WATCH: What Happens When Air Canada Takes Away All Your Legroom

If the idea of even less leg room on your flight seem incomprehensible, "This Hour Has 22 Minutes" might just change your mind.

The comedy show put together a simulation and the results look kind of cozy...if "cozy" meant using the person behind you as a human pillow while they get to use you as a blanket in return.

The show's comedic take comes after Air Canada announced it planned to "densing up" its fleet last Wednesday. The practice would see the carrier add more seats to its current crop of planes at the cost of less legroom to make more money on the same flights. Air Canada says it could add as many as 22 seats on its Rouge planes, while currently flying five Boeing 777 jets outfitted with an extra 100 seats, according to the Ottawa Citizen.

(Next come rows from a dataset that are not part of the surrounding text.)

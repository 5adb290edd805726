//! Test assertions for pipeline state.

use serde_json::Value;

use crate::core::PipelineState;

/// Asserts that no stage error is recorded.
pub fn assert_no_error(state: &PipelineState) {
    assert!(
        !state.has_error(),
        "Expected no error_info, got: {:?}",
        state.error_info()
    );
}

/// Asserts that `error_info` is set and contains `needle`.
pub fn assert_error_contains(state: &PipelineState, needle: &str) {
    match state.error_info() {
        Some(message) => assert!(
            message.contains(needle),
            "Expected error_info to contain '{needle}', got '{message}'"
        ),
        None => panic!("Expected error_info containing '{needle}', but none is set"),
    }
}

/// Asserts that a state field equals `expected`.
pub fn assert_field(state: &PipelineState, key: &str, expected: &Value) {
    let actual = state.get(key);
    assert_eq!(
        actual,
        Some(expected),
        "Expected value {expected:?} for key '{key}', got {actual:?}"
    );
}

/// Asserts that a state field is absent.
pub fn assert_missing(state: &PipelineState, key: &str) {
    assert!(
        !state.contains(key),
        "Expected key '{key}' to be absent. Keys: {:?}",
        state.keys().collect::<Vec<_>>()
    );
}

/// Builds a `JsonMap` from a `json!` object literal.
///
/// # Panics
///
/// Panics if `value` is not a JSON object.
#[must_use]
pub fn json_map(value: Value) -> crate::core::JsonMap {
    match value {
        Value::Object(map) => map,
        other => panic!("Expected a JSON object, got {other}"),
    }
}
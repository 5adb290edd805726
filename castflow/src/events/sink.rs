//! Where engine lifecycle events go.

use async_trait::async_trait;
use parking_lot::RwLock;
use serde_json::Value;
use tracing::Level;

/// Receives the lifecycle events of runs, stages, steps, schedules and the cache.
///
/// Payloads are JSON objects whose well-known keys (`run_id`, `stage`,
/// `step`, `attempt`, `schedule_id`, `error`) sinks may pick out.
#[async_trait]
pub trait EventSink: Send + Sync + std::fmt::Debug {
    /// Records an event from async code.
    async fn emit(&self, event_type: &str, data: Option<Value>) {
        self.try_emit(event_type, data);
    }

    /// Records an event without awaiting. Must never block on I/O.
    fn try_emit(&self, event_type: &str, data: Option<Value>);
}

/// Discards every event.
#[derive(Debug, Clone, Copy, Default)]
pub struct NoOpEventSink;

#[async_trait]
impl EventSink for NoOpEventSink {
    fn try_emit(&self, _event_type: &str, _data: Option<Value>) {}
}

/// Writes events to `tracing` with their identifying fields broken out.
///
/// Failures (`*.failed`, `step.attempt_failed`, `step.exhausted`) log at
/// WARN, run and schedule transitions at INFO, and stage and cache chatter
/// at DEBUG.
#[derive(Debug, Clone, Copy, Default)]
pub struct LoggingEventSink;

impl LoggingEventSink {
    /// Creates the sink.
    #[must_use]
    pub fn new() -> Self {
        Self
    }

    fn level_for(event_type: &str) -> Level {
        if event_type.ends_with(".failed") || event_type.ends_with("_failed") || event_type == "step.exhausted" {
            Level::WARN
        } else if event_type.starts_with("run.") || event_type.starts_with("schedule.") {
            Level::INFO
        } else {
            Level::DEBUG
        }
    }
}

macro_rules! log_event {
    ($macro:ident, $event_type:expr, $data:expr) => {
        tracing::$macro!(
            event_type = $event_type,
            run_id = str_field($data, "run_id"),
            stage = str_field($data, "stage"),
            step = str_field($data, "step"),
            attempt = $data.and_then(|d| d.get("attempt")).and_then(serde_json::Value::as_u64),
            schedule_id = str_field($data, "schedule_id"),
            error = str_field($data, "error"),
            "castflow event"
        )
    };
}

fn str_field<'a>(data: Option<&'a Value>, key: &str) -> Option<&'a str> {
    data.and_then(|d| d.get(key)).and_then(Value::as_str)
}

#[async_trait]
impl EventSink for LoggingEventSink {
    fn try_emit(&self, event_type: &str, data: Option<Value>) {
        let data = data.as_ref();
        match Self::level_for(event_type) {
            Level::WARN => log_event!(warn, event_type, data),
            Level::INFO => log_event!(info, event_type, data),
            _ => log_event!(debug, event_type, data),
        }
    }
}

/// One event captured by [`CollectingEventSink`].
#[derive(Debug, Clone, PartialEq)]
pub struct RecordedEvent {
    /// Event type, e.g. `step.attempt_failed`.
    pub event_type: String,
    /// Payload, if any.
    pub data: Option<Value>,
}

impl RecordedEvent {
    /// Returns one payload field.
    #[must_use]
    pub fn field(&self, key: &str) -> Option<&Value> {
        self.data.as_ref().and_then(|d| d.get(key))
    }
}

/// Keeps every event in memory, for assertions in tests.
#[derive(Debug, Default)]
pub struct CollectingEventSink {
    events: RwLock<Vec<RecordedEvent>>,
}

impl CollectingEventSink {
    /// Creates an empty sink.
    #[must_use]
    pub fn new() -> Self {
        Self::default()
    }

    /// Returns every event in emission order.
    #[must_use]
    pub fn events(&self) -> Vec<RecordedEvent> {
        self.events.read().clone()
    }

    /// Returns the event types in emission order.
    #[must_use]
    pub fn event_types(&self) -> Vec<String> {
        self.events.read().iter().map(|e| e.event_type.clone()).collect()
    }

    /// Returns events whose type starts with `type_prefix`.
    #[must_use]
    pub fn events_of_type(&self, type_prefix: &str) -> Vec<RecordedEvent> {
        self.events
            .read()
            .iter()
            .filter(|e| e.event_type.starts_with(type_prefix))
            .cloned()
            .collect()
    }

    /// Returns events tagged with `run_id`.
    #[must_use]
    pub fn for_run(&self, run_id: &str) -> Vec<RecordedEvent> {
        self.events
            .read()
            .iter()
            .filter(|e| e.field("run_id").and_then(Value::as_str) == Some(run_id))
            .cloned()
            .collect()
    }
}

#[async_trait]
impl EventSink for CollectingEventSink {
    fn try_emit(&self, event_type: &str, data: Option<Value>) {
        self.events.write().push(RecordedEvent {
            event_type: event_type.to_string(),
            data,
        });
    }
}
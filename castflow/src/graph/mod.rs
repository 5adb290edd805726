//! Pipeline graphs: named stages wired by static and conditional edges.
//!
//! A graph is assembled with [`GraphBuilder`], validated once by
//! [`GraphBuilder::compile`], and then run any number of times. Runs start
//! at the entry stage and stop when an edge leads to [`END`].

mod builder;
mod executor;
mod router;

pub use builder::{GraphBuilder, DEFAULT_MAX_TRANSITIONS};
pub use executor::{CompiledGraph, Edge};
pub use router::{ErrorRouter, FnRouter, Router};

/// The terminal marker; an edge to `END` finishes the run.
pub const END: &str = "__end__";
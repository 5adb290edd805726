//! Injectable wall clock.
//!
//! Cache expiry and schedule due times compare against a [`Clock`] rather
//! than `Utc::now()` directly so tests can move time by hand.

use chrono::Duration;
use parking_lot::Mutex;
use std::fmt::Debug;

use super::Timestamp;

/// A source of the current time.
pub trait Clock: Send + Sync + Debug {
    /// Returns the current UTC time.
    fn now(&self) -> Timestamp;
}

/// The real system clock.
#[derive(Debug, Clone, Copy, Default)]
pub struct SystemClock;

impl Clock for SystemClock {
    fn now(&self) -> Timestamp {
        chrono::Utc::now()
    }
}

/// A clock that only moves when told to.
#[derive(Debug)]
pub struct ManualClock {
    now: Mutex<Timestamp>,
}

impl ManualClock {
    /// Creates a clock frozen at `start`.
    #[must_use]
    pub fn new(start: Timestamp) -> Self {
        Self {
            now: Mutex::new(start),
        }
    }

    /// Creates a clock frozen at the current system time.
    #[must_use]
    pub fn starting_now() -> Self {
        Self::new(chrono::Utc::now())
    }

    /// Moves the clock forward.
    pub fn advance(&self, by: Duration) {
        let mut now = self.now.lock();
        *now = *now + by;
    }

    /// Moves the clock forward by whole seconds.
    pub fn advance_secs(&self, secs: i64) {
        self.advance(Duration::seconds(secs));
    }

    /// Sets the clock to an absolute time.
    pub fn set(&self, to: Timestamp) {
        *self.now.lock() = to;
    }
}

impl Clock for ManualClock {
    fn now(&self) -> Timestamp {
        *self.now.lock()
    }
}
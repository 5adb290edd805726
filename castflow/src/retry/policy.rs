//! Backoff policy for retried steps.

use serde::{Deserialize, Serialize};
use std::time::Duration;

/// Backoff strategy for retry delays.
#[derive(Debug, Clone, Copy, PartialEq, Eq, Default, Serialize, Deserialize)]
#[serde(rename_all = "snake_case")]
pub enum BackoffStrategy {
    /// delay = base * 2^attempt
    #[default]
    Exponential,
    /// delay = base * (attempt + 1)
    Linear,
    /// delay = base (constant)
    Constant,
}

/// Configuration for retry behavior.
///
/// The defaults give delays of 2 s, 4 s, 8 s ... after the first, second,
/// third failed attempt, capped at five minutes.
#[derive(Debug, Clone, PartialEq, Eq, Serialize, Deserialize)]
#[serde(default)]
pub struct RetryConfig {
    /// Maximum attempts, including the first one.
    pub max_attempts: usize,
    /// Base delay between attempts in milliseconds.
    pub base_delay_ms: u64,
    /// Maximum delay cap in milliseconds.
    pub max_delay_ms: u64,
    /// Backoff strategy.
    pub backoff_strategy: BackoffStrategy,
}

impl Default for RetryConfig {
    fn default() -> Self {
        Self {
            max_attempts: 3,
            base_delay_ms: 2000,
            max_delay_ms: 300_000,
            backoff_strategy: BackoffStrategy::Exponential,
        }
    }
}

impl RetryConfig {
    /// Creates a new retry config.
    #[must_use]
    pub fn new() -> Self {
        Self::default()
    }

    /// Sets the maximum attempts.
    #[must_use]
    pub fn with_max_attempts(mut self, attempts: usize) -> Self {
        self.max_attempts = attempts;
        self
    }

    /// Sets the base delay.
    #[must_use]
    pub fn with_base_delay_ms(mut self, delay: u64) -> Self {
        self.base_delay_ms = delay;
        self
    }

    /// Sets the maximum delay.
    #[must_use]
    pub fn with_max_delay_ms(mut self, delay: u64) -> Self {
        self.max_delay_ms = delay;
        self
    }

    /// Sets the backoff strategy.
    #[must_use]
    pub fn with_backoff(mut self, strategy: BackoffStrategy) -> Self {
        self.backoff_strategy = strategy;
        self
    }

    /// Returns the number of attempts actually made; at least one.
    #[must_use]
    pub fn attempts(&self) -> usize {
        self.max_attempts.max(1)
    }

    /// Calculates the delay after the failed 0-indexed `attempt`.
    #[must_use]
    pub fn delay_for(&self, attempt: usize) -> Duration {
        let base = self.base_delay_ms;
        let max = self.max_delay_ms;

        let delay = match self.backoff_strategy {
            BackoffStrategy::Exponential => {
                let exp = u32::try_from(attempt).unwrap_or(u32::MAX);
                base.saturating_mul(2u64.saturating_pow(exp))
            }
            BackoffStrategy::Linear => {
                base.saturating_mul(u64::try_from(attempt + 1).unwrap_or(u64::MAX))
            }
            BackoffStrategy::Constant => base,
        };

        Duration::from_millis(delay.min(max))
    }

    /// Decides what happens after the failed 0-indexed `attempt`.
    #[must_use]
    pub fn decide(&self, attempt: usize) -> RetryDecision {
        if attempt + 1 >= self.attempts() {
            RetryDecision::GiveUp
        } else {
            RetryDecision::Retry(self.delay_for(attempt))
        }
    }
}

/// Outcome of a retry decision.
#[derive(Debug, Clone, Copy, PartialEq, Eq)]
pub enum RetryDecision {
    /// Retry after the specified delay.
    Retry(Duration),
    /// No more attempts remain.
    GiveUp,
}
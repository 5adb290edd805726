//! Event sinks for run, stage, step, schedule and cache lifecycle events.
//!
//! Sinks are injected where they are used; there is no process-wide sink.

mod sink;

pub use sink::{CollectingEventSink, EventSink, LoggingEventSink, NoOpEventSink, RecordedEvent};

/// Event type names emitted by the engine.
pub mod names {
    /// A run task started.
    pub const RUN_STARTED: &str = "run.started";
    /// A run completed successfully.
    pub const RUN_COMPLETED: &str = "run.completed";
    /// A run failed.
    pub const RUN_FAILED: &str = "run.failed";
    /// A run was cancelled.
    pub const RUN_CANCELLED: &str = "run.cancelled";
    /// The executor is about to invoke a stage.
    pub const STAGE_STARTED: &str = "stage.started";
    /// A stage returned a patch.
    pub const STAGE_COMPLETED: &str = "stage.completed";
    /// A step attempt failed or was rejected by a quality gate.
    pub const STEP_ATTEMPT_FAILED: &str = "step.attempt_failed";
    /// A step produced valid output.
    pub const STEP_SUCCEEDED: &str = "step.succeeded";
    /// A step ran out of attempts.
    pub const STEP_EXHAUSTED: &str = "step.exhausted";
    /// A run was scheduled.
    pub const SCHEDULE_CREATED: &str = "schedule.created";
    /// A scheduled run became due and was submitted.
    pub const SCHEDULE_FIRED: &str = "schedule.fired";
    /// A scheduled run was cancelled.
    pub const SCHEDULE_CANCELLED: &str = "schedule.cancelled";
    /// A cached collaborator result was reused.
    pub const CACHE_HIT: &str = "cache.hit";
    /// A cached collaborator had to call through.
    pub const CACHE_MISS: &str = "cache.miss";
}
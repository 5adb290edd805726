//! Core domain model types for castflow.
//!
//! This module contains the fundamental types used throughout the engine:
//! - Pipeline state, typed keys and patches
//! - Run, step and schedule status enums

mod state;
mod status;

pub use state::{JsonMap, Patch, PipelineState, StateKey, ERROR_INFO};
pub use status::{RunStatus, ScheduleStatus, StepStatus};
//! Scheduled run entries and listing filters.

use serde::{Deserialize, Serialize};
use serde_json::Value;
use std::collections::BTreeMap;

use crate::core::{JsonMap, ScheduleStatus};
use crate::utils::Timestamp;

/// A run request waiting for its due time.
#[derive(Debug, Clone, PartialEq, Serialize, Deserialize)]
pub struct ScheduleEntry {
    /// Unique schedule identifier.
    pub schedule_id: String,
    /// Parameters handed to the registry when the entry fires.
    pub run_params: JsonMap,
    /// When the entry becomes due.
    pub due_at: Timestamp,
    /// Lifecycle status.
    #[serde(default)]
    pub status: ScheduleStatus,
    /// When the entry was created.
    pub created_at: Timestamp,
}

impl ScheduleEntry {
    /// Creates a pending entry.
    #[must_use]
    pub fn new(schedule_id: impl Into<String>, run_params: JsonMap, due_at: Timestamp, created_at: Timestamp) -> Self {
        Self {
            schedule_id: schedule_id.into(),
            run_params,
            due_at,
            status: ScheduleStatus::Scheduled,
            created_at,
        }
    }

    /// Returns true once `now` has reached the due time.
    #[must_use]
    pub fn is_due(&self, now: Timestamp) -> bool {
        self.due_at <= now
    }
}

/// Criteria for listing pending entries.
#[derive(Debug, Clone, Default, PartialEq, Serialize, Deserialize)]
pub struct ScheduleFilter {
    /// Only entries whose params have these exact field values.
    #[serde(default, skip_serializing_if = "BTreeMap::is_empty")]
    pub params_equal: BTreeMap<String, Value>,
    /// Only entries due at or before this time.
    #[serde(default, skip_serializing_if = "Option::is_none")]
    pub due_before: Option<Timestamp>,
}

impl ScheduleFilter {
    /// Creates a filter matching every entry.
    #[must_use]
    pub fn new() -> Self {
        Self::default()
    }

    /// Filters on the `sport` parameter.
    #[must_use]
    pub fn sport(sport: impl Into<String>) -> Self {
        Self::new().with_param("sport", Value::String(sport.into()))
    }

    /// Requires a parameter to equal `value`.
    #[must_use]
    pub fn with_param(mut self, key: impl Into<String>, value: Value) -> Self {
        self.params_equal.insert(key.into(), value);
        self
    }

    /// Requires the entry to be due by `at`.
    #[must_use]
    pub fn due_before(mut self, at: Timestamp) -> Self {
        self.due_before = Some(at);
        self
    }

    /// Returns true if the entry satisfies every criterion.
    #[must_use]
    pub fn matches(&self, entry: &ScheduleEntry) -> bool {
        if self.due_before.is_some_and(|at| entry.due_at > at) {
            return false;
        }
        self.params_equal
            .iter()
            .all(|(key, expected)| entry.run_params.get(key) == Some(expected))
    }
}

#[cfg(test)]
mod tests {
    use super::*;
    use chrono::{Duration, TimeZone, Utc};
    use serde_json::json;

    fn entry(sport: &str, due_in_hours: i64) -> ScheduleEntry {
        let now = Utc.with_ymd_and_hms(2024, 5, 26, 12, 0, 0).unwrap();
        let params = json!({"sport": sport}).as_object().cloned().unwrap();
        ScheduleEntry::new("s1", params, now + Duration::hours(due_in_hours), now)
    }

    #[test]
    fn test_is_due() {
        let e = entry("f1", 2);
        assert!(!e.is_due(e.created_at));
        assert!(e.is_due(e.due_at));
        assert!(e.is_due(e.due_at + Duration::seconds(1)));
    }

    #[test]
    fn test_filter() {
        let e = entry("f1", 2);
        assert!(ScheduleFilter::new().matches(&e));
        assert!(ScheduleFilter::sport("f1").matches(&e));
        assert!(!ScheduleFilter::sport("motogp").matches(&e));
        assert!(!ScheduleFilter::new().due_before(e.created_at).matches(&e));
        assert!(ScheduleFilter::new().due_before(e.due_at).matches(&e));
    }

    #[test]
    fn test_status_defaults_when_missing() {
        let raw = json!({
            "schedule_id": "s1",
            "run_params": {"sport": "f1"},
            "due_at": "2024-05-26T18:00:00Z",
            "created_at": "2024-05-26T12:00:00Z"
        });
        let e: ScheduleEntry = serde_json::from_value(raw).unwrap();
        assert_eq!(e.status, ScheduleStatus::Scheduled);
    }
}
//! Retry/validate wrapper for collaborator steps.
//!
//! This module provides:
//! - `RetryConfig` and backoff strategies
//! - `Validator` quality gates and the default `QualityThresholds`
//! - `StepExecutor`, which combines both around a `Collaborator` call

mod executor;
mod policy;
mod validators;

pub use executor::StepExecutor;
pub use policy::{BackoffStrategy, RetryConfig, RetryDecision};
pub use validators::{
    FnValidator, MinItems, MinWordCount, QualityThresholds, Validator, ValidatorRegistry,
};
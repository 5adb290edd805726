//! Atomic JSON file persistence.
//!
//! Every durable document is written to a sibling temp file, synced, then
//! renamed over the target. A crash mid-write leaves the previous copy in
//! place.

use serde::de::DeserializeOwned;
use serde::Serialize;
use std::fs::{self, File};
use std::io::Write;
use std::path::{Path, PathBuf};

use crate::errors::StoreError;

/// Serializes `value` as pretty JSON and atomically replaces `path`.
///
/// # Errors
///
/// Returns `StoreError` if serialization, the temp write or the rename fails.
/// On error the previous file (if any) is left untouched.
pub fn write_json_atomic<T: Serialize + ?Sized>(path: &Path, value: &T) -> Result<(), StoreError> {
    let bytes = serde_json::to_vec_pretty(value).map_err(|e| StoreError::serialization(path, e))?;

    if let Some(parent) = path.parent() {
        if !parent.as_os_str().is_empty() {
            fs::create_dir_all(parent).map_err(|e| StoreError::io(parent, e))?;
        }
    }

    let tmp = temp_path(path);
    let result = write_and_sync(&tmp, &bytes).and_then(|()| {
        fs::rename(&tmp, path).map_err(|e| StoreError::io(path, e))
    });

    if result.is_err() {
        let _ = fs::remove_file(&tmp);
    }
    result
}

/// Reads and deserializes a JSON file, returning `None` if it does not exist.
///
/// # Errors
///
/// Returns `StoreError` on read failures other than not-found, or if the
/// contents do not match `T`.
pub fn read_json<T: DeserializeOwned>(path: &Path) -> Result<Option<T>, StoreError> {
    let bytes = match fs::read(path) {
        Ok(bytes) => bytes,
        Err(e) if e.kind() == std::io::ErrorKind::NotFound => return Ok(None),
        Err(e) => return Err(StoreError::io(path, e)),
    };
    serde_json::from_slice(&bytes)
        .map(Some)
        .map_err(|e| StoreError::serialization(path, e))
}

fn write_and_sync(tmp: &Path, bytes: &[u8]) -> Result<(), StoreError> {
    let mut file = File::create(tmp).map_err(|e| StoreError::io(tmp, e))?;
    file.write_all(bytes).map_err(|e| StoreError::io(tmp, e))?;
    file.sync_all().map_err(|e| StoreError::io(tmp, e))
}

fn temp_path(path: &Path) -> PathBuf {
    let name = path
        .file_name()
        .map(|n| n.to_string_lossy().into_owned())
        .unwrap_or_else(|| "document".to_string());
    let suffix = uuid::Uuid::new_v4().simple().to_string();
    path.with_file_name(format!(".{name}.{}.tmp", &suffix[..8]))
}

#[cfg(test)]
mod tests {
    use super::*;
    use serde_json::json;
    use tempfile::TempDir;

    #[test]
    fn test_write_then_read() {
        let dir = TempDir::new().unwrap();
        let path = dir.path().join("nested").join("doc.json");

        write_json_atomic(&path, &json!({"a": 1})).unwrap();
        let back: Option<serde_json::Value> = read_json(&path).unwrap();
        assert_eq!(back, Some(json!({"a": 1})));
    }

    #[test]
    fn test_read_missing_is_none() {
        let dir = TempDir::new().unwrap();
        let back: Option<serde_json::Value> = read_json(&dir.path().join("nope.json")).unwrap();
        assert!(back.is_none());
    }

    #[test]
    fn test_no_temp_files_left_behind() {
        let dir = TempDir::new().unwrap();
        let path = dir.path().join("doc.json");
        write_json_atomic(&path, &json!([1, 2, 3])).unwrap();
        write_json_atomic(&path, &json!([4])).unwrap();

        let names: Vec<_> = fs::read_dir(dir.path())
            .unwrap()
            .map(|e| e.unwrap().file_name().to_string_lossy().into_owned())
            .collect();
        assert_eq!(names, vec!["doc.json".to_string()]);
    }

    #[test]
    fn test_failed_rename_leaves_no_temp_file() {
        let dir = TempDir::new().unwrap();
        let path = dir.path().join("doc.json");
        write_json_atomic(&path, &json!({"v": 1})).unwrap();

        // A non-empty directory at the target path makes the rename fail.
        let blocked = dir.path().join("blocked");
        fs::create_dir_all(blocked.join("inner")).unwrap();
        assert!(write_json_atomic(&blocked, &json!({"v": 2})).is_err());

        let mut names: Vec<_> = fs::read_dir(dir.path())
            .unwrap()
            .map(|e| e.unwrap().file_name().to_string_lossy().into_owned())
            .collect();
        names.sort();
        assert_eq!(names, vec!["blocked".to_string(), "doc.json".to_string()]);

        let back: Option<serde_json::Value> = read_json(&path).unwrap();
        assert_eq!(back, Some(json!({"v": 1})));
    }

    #[test]
    fn test_corrupt_file_is_error() {
        let dir = TempDir::new().unwrap();
        let path = dir.path().join("doc.json");
        fs::write(&path, b"{not json").unwrap();
        let back: Result<Option<serde_json::Value>, _> = read_json(&path);
        assert!(matches!(back, Err(StoreError::Serialization { .. })));
    }
}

So what does this mean for the consumer? Well if "22 Minutes'" take is any indication, there are some advantages to downsizing from 30-plus inches of space to just three. For starters, passengers wouldn't have to squint to see the entertainment unit and... well, that's about it, really.

The trend towards more, slimmer seats and less legroom isn't unique to Air Canada though.

Spirit and Airlines have gone ahead with installing new chairs as of last year. Spirit's chairs come fixed with 28 inches of leg room per person and can no longer recline. Southwest meanwhile has opted for slimmer chairs that can now recline two inches instead of three, the Daily Mail reports.

Putting passengers in 76-centimetre-pitch seats "is standard practice now," said Walter Spracklin, a transportation analyst at RBC Capital Markets in Toronto. "It's the norm. It's not like a competitor is offering a better product solution for the same price," he told the Ottawa Citizen.

On Tuesday, Air Canada announced it would expand its budget carrier, Rouge, to Calgary and Vancouver. The move would service some of current routes out west with widebody Boeing 767 jets capable of carrying 264 passengers, for a 25 per cent boost in seating compared to their older planes.